Step by step solution

01

1. Optimize molecular geometries using the HF/3-21G model

First, you need to use software like Gaussian or other quantum chemistry software to optimize the molecular geometries of benzene and pyridine by employing the Hartree-Fock (HF) method and the 3-21G basis set. This process will yield optimized geometries for both benzene and pyridine with the lowest possible potential energy.
02

2. Examine the electrostatic potential surfaces

Using the optimized geometries obtained in the previous step, visualize the electrostatic potential surfaces of the molecules corresponding to -100 kJ/mol. This can be done using visualization software like GaussView, Chemcraft, or other molecular visualization tools. This will display the areas on the molecules with negative potentials that are susceptible to electrophilic attack.
03

3. Compare the electrostatic potential surfaces of benzene and pyridine

Analyze and compare the distribution of negative electrostatic potentials on the surfaces of benzene and pyridine. You will notice that benzene has a more delocalized negative electrostatic potential, whereas pyridine has a localized negative charge on the nitrogen atom.
04

4. Rationalize the experimental observations

Based on the comparison of the electrostatic potential surfaces, we can provide explanations for the experimental observations: (1) Benzene and its derivatives undergo electrophilic aromatic substitution more readily than pyridine and its derivatives: This is because the negative electrostatic potential in benzene is more uniformly distributed across its π-electron cloud, making it more susceptible to electrophilic attack. Pyridine's negative charge is localized on the nitrogen atom, which makes electrophilic aromatic substitution less favorable. (2) Protonation of perdeuterobenzene (C6D6) leads to loss of deuterium, while protonation of perdeuteropyridine (C5D5N) does not: In the case of benzene, upon protonation, the deuterium atom can be readily exchanged with other hydrogens, leading to the loss of deuterium. In pyridine, the negative charge is localized on the nitrogen atom, thus protonation will not lead to deuteron exchange easily. (3) Benzene typically forms π-type complexes with transition metals, whereas pyridine typically forms σ-type complexes: Due to the delocalized negative electrostatic potential in benzene, it is more likely to form π-type complexes with transition metals by interacting with the entire π-electron cloud. In pyridine, the negative charge is localized on the nitrogen atom, making it preferentially form a σ-type complex through the lone electron pair on the nitrogen atom.
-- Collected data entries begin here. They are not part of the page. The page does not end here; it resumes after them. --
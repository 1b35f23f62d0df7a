use arduino_hal::{
    delay_us,
    port::{mode::Output, Pin, PinOps},
    prelude::_unwrap_infallible_UnwrapInfallible,
};
use embedded_hal::digital::{OutputPin, PinState};
use polarmotion::{Direction, MicroSeconds};

/// Stepper motor driven through step and direction pins.
///
/// # Type Parameters
///
/// - `P`: pulse pin
/// - `D`: direction pin
pub struct Stepper<P, D> {
    /// Pin to use for pulses.
    pin_pulse: Pin<Output, P>,
    /// Pin to use for direction indication.
    pin_direction: Pin<Output, D>,
    /// Stores the current direction.
    direction: Direction,
    /// Width of the high and low halves of a pulse.
    delay_pulse: MicroSeconds,
    /// Settling time either side of a direction change.
    delay_direction: MicroSeconds,
}

impl<P: PinOps, D: PinOps> Stepper<P, D> {
    /// Creates a new `Stepper`.
    ///
    /// # Parameters
    ///
    /// - `pin_pulse`: Pin to use for pulse signals.
    /// - `pin_direction`: Pin to use for direction signals.
    /// - `delay_pulse`: Width of each half of a pulse.
    /// - `delay_direction`: Settling time around direction changes.
    pub fn new(
        pin_pulse: Pin<Output, P>,
        pin_direction: Pin<Output, D>,
        delay_pulse: MicroSeconds,
        delay_direction: MicroSeconds,
    ) -> Self {
        let direction = Direction::Negative;
        let mut stepper = Self {
            pin_pulse,
            pin_direction,
            direction,
            delay_pulse,
            delay_direction,
        };

        // The pin may not match our idea of the direction yet.
        stepper.force_set_direction(direction);

        stepper
    }

    /// Set the direction, but only if it needs changing.
    fn set_direction(&mut self, direction: Direction) {
        if direction != self.direction {
            self.force_set_direction(direction);
        }
    }

    /// Set the direction pin unconditionally.
    fn force_set_direction(&mut self, direction: Direction) {
        delay_us(self.delay_direction.get_value());
        self.pin_direction
            .set_state(pin_state(direction))
            .unwrap_infallible();
        self.direction = direction;
        delay_us(self.delay_direction.get_value());
    }
}

/// Direction pin level: high for positive travel.
fn pin_state(direction: Direction) -> PinState {
    match direction {
        Direction::Positive => PinState::High,
        Direction::Negative => PinState::Low,
    }
}

impl<P: PinOps, D: PinOps> polarmotion::Stepper for Stepper<P, D> {
    fn step(&mut self, direction: Direction) {
        self.set_direction(direction);
        self.pin_pulse.set_high();
        delay_us(self.delay_pulse.get_value());
        self.pin_pulse.set_low();
        delay_us(self.delay_pulse.get_value());
    }
}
Unlock Step-by-Step Solutions & Ace Your Exams!

  • Full Textbook Solutions

    Get detailed explanations and key concepts

  • Unlimited Al creation

    Al flashcards, explanations, exams and more...

  • Ads-free access

    To over 500 millions flashcards

  • Money-back guarantee

    We refund you if you fail your exam.

Over 30 million students worldwide already upgrade their learning with Vaia!

Key Concepts

These are the key concepts you need to understand to accurately answer the question.

Molecular Geometry Optimization
In the realm of chemistry, the shape or geometry of a molecule significantly influences its reactivity and interactions. Molecular geometry optimization is a computational technique used to find the most stable or lowest energy arrangement of atoms in a molecule. This process eliminates any unnecessary strain or repulsion between atoms and finds an arrangement that allows the molecule to reside in a minimum energy state.

By using quantum chemistry software such as Gaussian, researchers can simulate how different molecular structures would behave without the need for experimental synthesis. During this process, parameters like bond angles and bond lengths are adjusted iteratively until the optimal configuration is achieved. This is essential in predicting how molecules will behave during chemical reactions, and it provides insights into molecular properties.

In the case of benzene and pyridine, geometry optimization ensures that the arrangement of atoms is as close as possible to their natural equilibrium, aiding in subsequent analyses like electrostatic potential mapping.
HF/3-21G Model
The HF/3-21G model stands for Hartree-Fock method with the 3-21G basis set, which is a widely used computational approach in molecular simulations. At its core, Hartree-Fock is a quantum mechanical method that approximates the behavior of electrons in a molecule. It simplifies these interactions by assuming that each electron moves independently in an average field created by the other electrons.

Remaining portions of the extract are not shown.